キーをつけたまま路上駐車してあったのだから、べつにさほど苦労した
わけでもないが、それでもドアを開けるとき、キーを回すとき、アクセル
を踏み込むときの緊張感は、それまで体験したことのない興奮を米村に与
えた。その獲物を押田さんに引き取ってもらうまでの2時間半、米村は目
がくらむような思いを味わったものだ。
押田さんは、セリカの代金として、1万5千円を米村にくれたのだった。
人間、向き不向きってのがあるよね。
米村は、自分に言い、自分にうなずいた。
オレにはやっぱり、こういうことが向いてるんだ。だって楽しいもの。
楽しいってのは、向いてるってことだ。
メイにばっかり働かせてちゃ、いけないよな。オレ、べつにヒモやろう
って思ってたわけじゃないもの。そういうの、向いてないんだよ。メイか
らカネもらってさ、それ持って競輪に行くような生活、そりゃ、まっとう
かもしれない。清らかな毎日かもしれない。だけど、オレには、そういう
普通の暮らしっていうのが向いていないんだ。
オレに向いてるのは、アドベンチャーなライフスタイルなんだね。
気がつくのが、ちょっぴり遅かったのかな。オレって、根っからの冒険
野郎なんだよ、ほんと。
「お待たせいたしました」と、アナウンスが言った。
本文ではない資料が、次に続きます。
// Copyright 2026 Cascade Analytics. All rights reserved.
// Newsfeed Diffusion Simulation Suite ("Cascade") - Errors

use crate::types::NodeId;

/// Fatal simulation errors. Every variant is a configuration or caller bug,
/// not a transient fault; nothing here is retried.
#[derive(Debug, Clone, PartialEq, Eq, thiserror::Error)]
pub enum SimError {
    /// Strength lookup on a non-adjacent pair.
    #[error("nodes {0} and {1} are not adjacent")]
    NotAnEdge(NodeId, NodeId),

    /// No nodes to seed; aborts before round 1.
    #[error("graph has no nodes to seed")]
    EmptyGraph,

    /// Requested generator count exceeds the node count.
    #[error("requested {requested} generators but graph has {available} nodes")]
    InsufficientGenerators { requested: usize, available: usize },
}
「営団地下鉄銀座線
ご利用いただきましてありがとうございます」
「どういたしまして」と、米村はシートの上でアナウンスにお辞儀をした。
「この電車は、赤坂見附、銀座、日本橋、上野方面、浅草行です」
「あ、そうですか。ごていねいに、どうも」
「次は表参道です。千代田線代々木上原行はお乗り換えです。代々木上原
行きは0時4分でございます」
「いえ、わたくしは、乗り換えはいたしません」
「なお、この電車は浅草行の最終電車でございます。どなた様も、お乗り
違えのないよう、ご注意願います」
米村は、思わず、ぷっ、と吹き出した。
ご注意願います、って、走り出してから注意したって、遅いんでない?
視線を感じて、米村は左に目をやった。
学生風の長髪が、米村を見ていた。
なんだよ。
米村が顎を上げてみせると、長髪はそのまま前に目を返した。